Korumacılık demek dünya büyümesinde yavaşlama demek. Bu hemen etkisini göstermeyecek. Trump geldikten sonra ilk birkaç ay bu korumacılık önlemleri devreye girecek. Etkisi de 3-6 ay arasında hissedilecek. Yani 2025’in ikinci yarısından itibaren hissedilecek. Globalleşmeden çok biraz daha bölgeselleşmeye eğiliminin artacağı bir döneme gidiyoruz. Bölgeler arası ticaret artacak. O bölge içinde bazı ekonomiler ön plana çıkacak. Global anlamda bir yavaşlama bölgesel anlamda bir hareketlenme bekleyebiliriz. Gemi türlerine göre iş hacmi değişiklik gösterecektir. Şu anda Kızıldeniz’in kapalı olması hala büyük tonajlı gemilerin iş hacmini belli bir noktada tutuyor. Önümüzdeki 1-2 yıl içinde bu ana eğilime bakacak olursak daha küçük tonajlı gemilerin iş hacmi ve seyahat süreleri artacak gibi görünüyor.
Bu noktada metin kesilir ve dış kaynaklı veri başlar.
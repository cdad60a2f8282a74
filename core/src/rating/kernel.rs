//! pure ELO functions (spec §4.1). Stateless; no storage access.

use crate::model::BeltRank;

/// belt-based starting rating (spec §4.1 table). The alternative 200-point
/// ladder from some initialization scripts is not implemented — DESIGN.md
/// records why this table was chosen as canonical.
pub fn starting_elo(belt: BeltRank) -> f64 {
    match belt {
        BeltRank::Black => 2000.0,
        BeltRank::Brown => 1600.0,
        BeltRank::Purple => 1467.0,
        BeltRank::Blue => 1333.0,
        BeltRank::White => 1200.0,
    }
}

/// expected score of a fighter rated `r` against an opponent rated `r_opp`.
pub fn expected(r: f64, r_opp: f64) -> f64 {
    1.0 / (1.0 + 10f64.powf((r_opp - r) / 400.0))
}

/// K-factor: higher for fighters still building a track record.
pub fn k_factor(matches_played: u32) -> f64 {
    if matches_played < 10 { 32.0 } else { 24.0 }
}

/// rating delta for one fighter in one match. `actual` is 1.0/0.5/0.0.
pub fn delta(r: f64, r_opp: f64, actual: f64, matches_played: u32) -> f64 {
    k_factor(matches_played) * (actual - expected(r, r_opp))
}

/// the delta each of the three possible outcomes (A win / draw / B win)
/// would produce for fighter `r` against `r_opp`, without mutating state.
/// Reinstated from `original_source/.../elo_service.py::preview_elo_changes`
/// (SPEC_FULL.md §10) for the `tale-of-the-tape` composed read.
pub fn preview_outcomes(r: f64, r_opp: f64, matches_played: u32) -> [f64; 3] {
    [
        delta(r, r_opp, 1.0, matches_played),
        delta(r, r_opp, 0.5, matches_played),
        delta(r, r_opp, 0.0, matches_played),
    ]
}

#[cfg(test)]
mod tests {
    use super::*;

    #[test]
    fn equal_ratings_expect_fifty_fifty() {
        assert!((expected(1500.0, 1500.0) - 0.5).abs() < 1e-9);
    }

    #[test]
    fn underdog_win_gains_more_than_expected_win() {
        let upset = delta(1400.0, 1700.0, 1.0, 20);
        let expected_win = delta(1700.0, 1400.0, 1.0, 20);
        assert!(upset > expected_win);
    }

    #[test]
    fn new_fighter_uses_higher_k_factor() {
        let novice = delta(1500.0, 1500.0, 1.0, 3);
        let veteran = delta(1500.0, 1500.0, 1.0, 40);
        assert!(novice > veteran);
    }

    #[test]
    fn belt_table_matches_canonical_ladder() {
        assert_eq!(starting_elo(BeltRank::Black), 2000.0);
        assert_eq!(starting_elo(BeltRank::Brown), 1600.0);
        assert_eq!(starting_elo(BeltRank::Purple), 1467.0);
        assert_eq!(starting_elo(BeltRank::Blue), 1333.0);
        assert_eq!(starting_elo(BeltRank::White), 1200.0);
    }
}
Diğer taraftan da teknolojik gelişmelerin hızlı ilerleyişi söz konusu. Sizce, teknolojik gelişmeler, deniz ticaretinin geleceğini nasıl şekillendiriyor? Bu gelişmelerin ekonomik yansımaları neler olabilir?

Dünyada hiçbir sektör teknolojik devrimden; dijitalleşmeden, yapay zekadan, robotlardan vs. kaçamayacak gibi görünüyor, az ya da çok etkilenecek. Denizcilik de bu sektörlerden birisi. Hem iklim krizi, sürdürülebilirlik kaygıları, hem de bu teknolojik devrim denizcilik sektöründe, gemi inşasında, gemilerin işleyişinde ciddi bir değişim getirecek gibi. Çok hızlı olmayabilir ama önümüzdeki 10 yılda çok şeyin değiştiğini veya değişmeyenin pek ayakta duramayacağını göreceğiz. Özellikle küresel ısınmanın 1.5 dereceyi aşması, 2.5 çok riskli noktalar. Zaten 3 derece olursa dünyaya geçmiş olsun.  Kritik noktalara geliyoruz. İstesek de istemesek de fosil yakıtlardan çıkacağız. Yeşil enerjinin devreye girmesi çok daha hızlı gerçekleşecek. Dijitalleşme de gemilerin hem üretiminde hem de işletmesinde bilindik pek çok şeyi değiştirecek.  Bunun yanında robotlar evler de bile kullanılacak şekilde yaygınlaşacak. İnsana benzer robotlar hayatımıza girecek. Denizcilik sektöründe de çalışanlar açısından robotlar birçok çalışanın yerini alabilir. Bu anlamda gemilerin daha az insana ihtiyaç duyarak seyahat etmesi istihdam ile ilgili bir değişimi gündeme getirecek diye düşünüyorum.Dünyada bunlar olurken Türk denizcilik filosunun yaşlı olmasından dolayı regülasyonlara uyum konusunda sektörümüz nasıl etkilenecektir?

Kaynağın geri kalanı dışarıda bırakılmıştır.